Among the noteworthy tombstones is that of Robert Lewis Dabney (1820-98).

Also interesting is the grave marker for 20 year old Isaac Pancake Armstrong (1842-62), "A believer in Jesus Christ, Sacrificed his life defending Virginia against a ruthless invasion, July 27, 1862."
For more photos, look here.
JTR

1 comment:

  1. Isaac Pancake Armstrong was the son of Edward McCarty Armstrong, Sr., and his first wife Hannah Pancake. After Hannah Pancake died, EM Armstrong married again to Louisa T. White and sired a second family.

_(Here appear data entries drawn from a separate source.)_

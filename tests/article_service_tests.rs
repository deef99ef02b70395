// tests/article_service_tests.rs
use std::sync::Arc;

use showroom_cms::application::{
    commands::articles::{CreateArticleCommand, DeleteArticleCommand, UpdateArticleCommand},
    dto::AdminPrincipal,
    error::ApplicationError,
    ports::html::SanitizeFailurePolicy,
    queries::articles::{GetArticleBySlugQuery, ListArticlesQuery},
};

mod support;
use support::{ArticleBuilder, CDN_BASE, FIXED_NOW, FailingSanitizer, TestApp};

fn launch_command() -> CreateArticleCommand {
    CreateArticleCommand {
        title: Some("GWM Tank 300 Launch".into()),
        content: Some("<p>Launch event</p>".into()),
        excerpt: Some("Launch".into()),
        category: Some("News".into()),
        ..CreateArticleCommand::default()
    }
}

fn admin() -> AdminPrincipal {
    AdminPrincipal {
        name: "tester".into(),
    }
}

#[tokio::test]
async fn create_derives_slug_and_starts_as_draft() {
    let app = TestApp::new();

    let article = app
        .services
        .article_commands
        .create_article(launch_command())
        .await
        .unwrap();

    assert_eq!(article.slug, "gwm-tank-300-launch");
    assert!(!article.published);
    assert!(article.published_at.is_none());
    assert_eq!(article.content, "<p>Launch event</p>");
    assert_eq!(article.created_at, *FIXED_NOW);
}

#[tokio::test]
async fn publishing_sets_timestamp_and_keeps_slug() {
    let app = TestApp::new();
    let created = app
        .services
        .article_commands
        .create_article(launch_command())
        .await
        .unwrap();

    let updated = app
        .services
        .article_commands
        .update_article(UpdateArticleCommand {
            id: created.id,
            published: Some(true),
            ..UpdateArticleCommand::default()
        })
        .await
        .unwrap();

    assert!(updated.published);
    assert_eq!(updated.published_at, Some(*FIXED_NOW));
    assert_eq!(updated.slug, created.slug);
}

#[tokio::test]
async fn unpublishing_clears_timestamp() {
    let app = TestApp::new();
    app.articles.seed(ArticleBuilder::new().id(3).published().build());

    let updated = app
        .services
        .article_commands
        .update_article(UpdateArticleCommand {
            id: 3,
            published: Some(false),
            ..UpdateArticleCommand::default()
        })
        .await
        .unwrap();

    assert!(!updated.published);
    assert!(updated.published_at.is_none());
}

#[tokio::test]
async fn identical_titles_get_distinct_slugs() {
    let app = TestApp::new();
    let commands = &app.services.article_commands;

    let first = commands.create_article(launch_command()).await.unwrap();
    let second = commands.create_article(launch_command()).await.unwrap();

    assert_eq!(first.slug, "gwm-tank-300-launch");
    assert_eq!(
        second.slug,
        format!("gwm-tank-300-launch-{}", FIXED_NOW.timestamp_millis())
    );
}

#[tokio::test]
async fn title_change_regenerates_slug_but_body_edit_does_not() {
    let app = TestApp::new();
    let commands = &app.services.article_commands;
    let created = commands.create_article(launch_command()).await.unwrap();

    let body_only = commands
        .update_article(UpdateArticleCommand {
            id: created.id,
            content: Some("<p>Updated body</p>".into()),
            ..UpdateArticleCommand::default()
        })
        .await
        .unwrap();
    assert_eq!(body_only.slug, "gwm-tank-300-launch");
    assert_eq!(body_only.content, "<p>Updated body</p>");

    let retitled = commands
        .update_article(UpdateArticleCommand {
            id: created.id,
            title: Some("Tank 500 Arrives".into()),
            ..UpdateArticleCommand::default()
        })
        .await
        .unwrap();
    assert_eq!(retitled.slug, "tank-500-arrives");
}

#[tokio::test]
async fn slug_owned_by_another_article_gets_id_suffix() {
    let app = TestApp::new();
    app.articles.seed(ArticleBuilder::new().id(1).slug("taken").build());
    app.articles.seed(ArticleBuilder::new().id(2).slug("mine").build());

    let updated = app
        .services
        .article_commands
        .update_article(UpdateArticleCommand {
            id: 2,
            slug: Some("taken".into()),
            ..UpdateArticleCommand::default()
        })
        .await
        .unwrap();

    assert_eq!(updated.slug, "taken-2");
}

#[tokio::test]
async fn delete_of_unknown_article_is_not_found() {
    let app = TestApp::new();
    app.articles.seed(ArticleBuilder::new().id(1).build());

    let err = app
        .services
        .article_commands
        .delete_article(DeleteArticleCommand { id: 999 })
        .await
        .unwrap_err();

    assert!(matches!(err, ApplicationError::NotFound(_)));
    assert_eq!(app.articles.len(), 1);
}

#[tokio::test]
async fn create_reports_every_missing_field_at_once() {
    let app = TestApp::new();

    let err = app
        .services
        .article_commands
        .create_article(CreateArticleCommand::default())
        .await
        .unwrap_err();

    let ApplicationError::Validation(message) = &err else {
        panic!("expected validation error, got {err:?}");
    };
    for field in ["title", "content", "excerpt", "category"] {
        assert!(message.contains(field), "{field} missing from `{message}`");
    }
    assert_eq!(app.articles.len(), 0);
}

#[tokio::test]
async fn content_is_sanitized_before_storage() {
    let app = TestApp::new();

    let article = app
        .services
        .article_commands
        .create_article(CreateArticleCommand {
            content: Some("<script>alert(1)</script><p>hi</p>".into()),
            ..launch_command()
        })
        .await
        .unwrap();

    assert_eq!(article.content, "<p>hi</p>");
}

#[tokio::test]
async fn sanitizer_failure_passes_input_through_by_default() {
    let app = TestApp::with_sanitizer(Arc::new(FailingSanitizer), SanitizeFailurePolicy::Passthrough);

    let article = app
        .services
        .article_commands
        .create_article(CreateArticleCommand {
            content: Some("<p onclick=\"x()\">raw</p>".into()),
            ..launch_command()
        })
        .await
        .unwrap();

    assert_eq!(article.content, "<p onclick=\"x()\">raw</p>");
}

#[tokio::test]
async fn sanitizer_failure_rejects_write_under_reject_policy() {
    let app = TestApp::with_sanitizer(Arc::new(FailingSanitizer), SanitizeFailurePolicy::Reject);

    let err = app
        .services
        .article_commands
        .create_article(launch_command())
        .await
        .unwrap_err();

    assert!(
        matches!(&err, ApplicationError::Validation(msg) if msg == "content could not be sanitized"),
        "unexpected error: {err:?}"
    );
    assert_eq!(app.articles.len(), 0);
}

#[tokio::test]
async fn clearing_featured_image_releases_managed_object() {
    let app = TestApp::new();
    let cover = format!("{CDN_BASE}uploads/2024/05/cover.jpg");
    app.articles
        .seed(ArticleBuilder::new().id(4).featured_image(cover.clone()).build());

    let updated = app
        .services
        .article_commands
        .update_article(UpdateArticleCommand {
            id: 4,
            featured_image_url: Some(String::new()),
            ..UpdateArticleCommand::default()
        })
        .await
        .unwrap();

    assert!(updated.featured_image_url.is_none());
    assert_eq!(app.storage.deleted(), vec![cover]);
}

#[tokio::test]
async fn delete_releases_only_managed_images() {
    let app = TestApp::new();
    let inline = format!("{CDN_BASE}uploads/2024/05/inline.jpg");
    app.articles.seed(
        ArticleBuilder::new()
            .id(5)
            .content(format!(
                r#"<p>x</p><img src="{inline}"><img src="https://elsewhere.test/a.png">"#
            ))
            .build(),
    );

    app.services
        .article_commands
        .delete_article(DeleteArticleCommand { id: 5 })
        .await
        .unwrap();

    assert_eq!(app.storage.deleted(), vec![inline]);
    assert!(app.articles.get(5).is_none());
}

#[tokio::test]
async fn storage_failure_during_cleanup_does_not_fail_delete() {
    let app = TestApp::new();
    app.storage.fail_deletes();
    app.articles.seed(
        ArticleBuilder::new()
            .id(6)
            .featured_image(format!("{CDN_BASE}uploads/a.jpg"))
            .build(),
    );

    let result = app
        .services
        .article_commands
        .delete_article(DeleteArticleCommand { id: 6 })
        .await;

    assert!(result.is_ok());
    assert!(app.articles.get(6).is_none());
}

#[tokio::test]
async fn drafts_are_hidden_from_public_readers() {
    let app = TestApp::new();
    app.articles
        .seed(ArticleBuilder::new().id(1).slug("draft").build());
    app.articles.seed(
        ArticleBuilder::new()
            .id(2)
            .slug("live")
            .title("Live")
            .published()
            .build(),
    );
    let queries = &app.services.article_queries;

    let public = queries
        .list_articles(None, ListArticlesQuery::default())
        .await
        .unwrap();
    assert_eq!(public.total, 1);
    assert_eq!(public.items[0].slug, "live");

    let err = queries
        .get_article_by_slug(None, GetArticleBySlugQuery { slug: "draft".into() })
        .await
        .unwrap_err();
    assert!(matches!(err, ApplicationError::NotFound(_)));

    let admin = admin();
    let found = queries
        .get_article_by_slug(Some(&admin), GetArticleBySlugQuery { slug: "draft".into() })
        .await
        .unwrap();
    assert_eq!(found.id, 1);

    let err = queries
        .list_articles(
            None,
            ListArticlesQuery {
                include_drafts: true,
                ..ListArticlesQuery::default()
            },
        )
        .await
        .unwrap_err();
    assert!(matches!(err, ApplicationError::Forbidden(_)));
}

#[tokio::test]
async fn list_filters_by_category_and_search() {
    let app = TestApp::new();
    app.articles.seed(
        ArticleBuilder::new()
            .id(1)
            .slug("a")
            .title("Tank 300 review")
            .category("Review")
            .published()
            .build(),
    );
    app.articles.seed(
        ArticleBuilder::new()
            .id(2)
            .slug("b")
            .title("Dealer opening")
            .category("News")
            .published()
            .build(),
    );
    app.articles.seed(
        ArticleBuilder::new()
            .id(3)
            .slug("c")
            .title("TANK 500 teaser")
            .category("News")
            .published()
            .build(),
    );
    let queries = &app.services.article_queries;

    let news = queries
        .list_articles(
            None,
            ListArticlesQuery {
                category: Some("News".into()),
                ..ListArticlesQuery::default()
            },
        )
        .await
        .unwrap();
    assert_eq!(news.total, 2);

    let tanks = queries
        .list_articles(
            None,
            ListArticlesQuery {
                category: Some("News".into()),
                search: Some("tank".into()),
                ..ListArticlesQuery::default()
            },
        )
        .await
        .unwrap();
    assert_eq!(tanks.total, 1);
    assert_eq!(tanks.items[0].id, 3);
}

My husband, Thomas A. Greene, is descended from the the oldest son of this second marriage, Baker White Armstrong. I have in my possession a handwritten copy of the obituary of Isaac P. Armstrong. It reads, in part, "Among the sad fruits of this horrible war, another excellent christian youth has just been gathered to the grave. Isaac P. Armstrong was born in Hampshire County the 16th day of April 1842. He was the son of Col. Edward M. Armstrong a member of the Virginia Convention and now a refugee, with his large family, from his home at New Creek Station in Hampshire. This young man enlisted in the service of his country and the defense of his desolated county at an early period of the war; was in the battle of Manassass--and in Ewell's division, engaged in the series of hard marches and bravely contested fields, which have shed on that division since placed under Jackson such imperishable glore. On Friday morning, the 27th of June, he received a fatal wound in his knee in the battle of Gaines Mill...." The obituary goes on to describe how he succumbed to that wound some seven weeks later after intense suffering.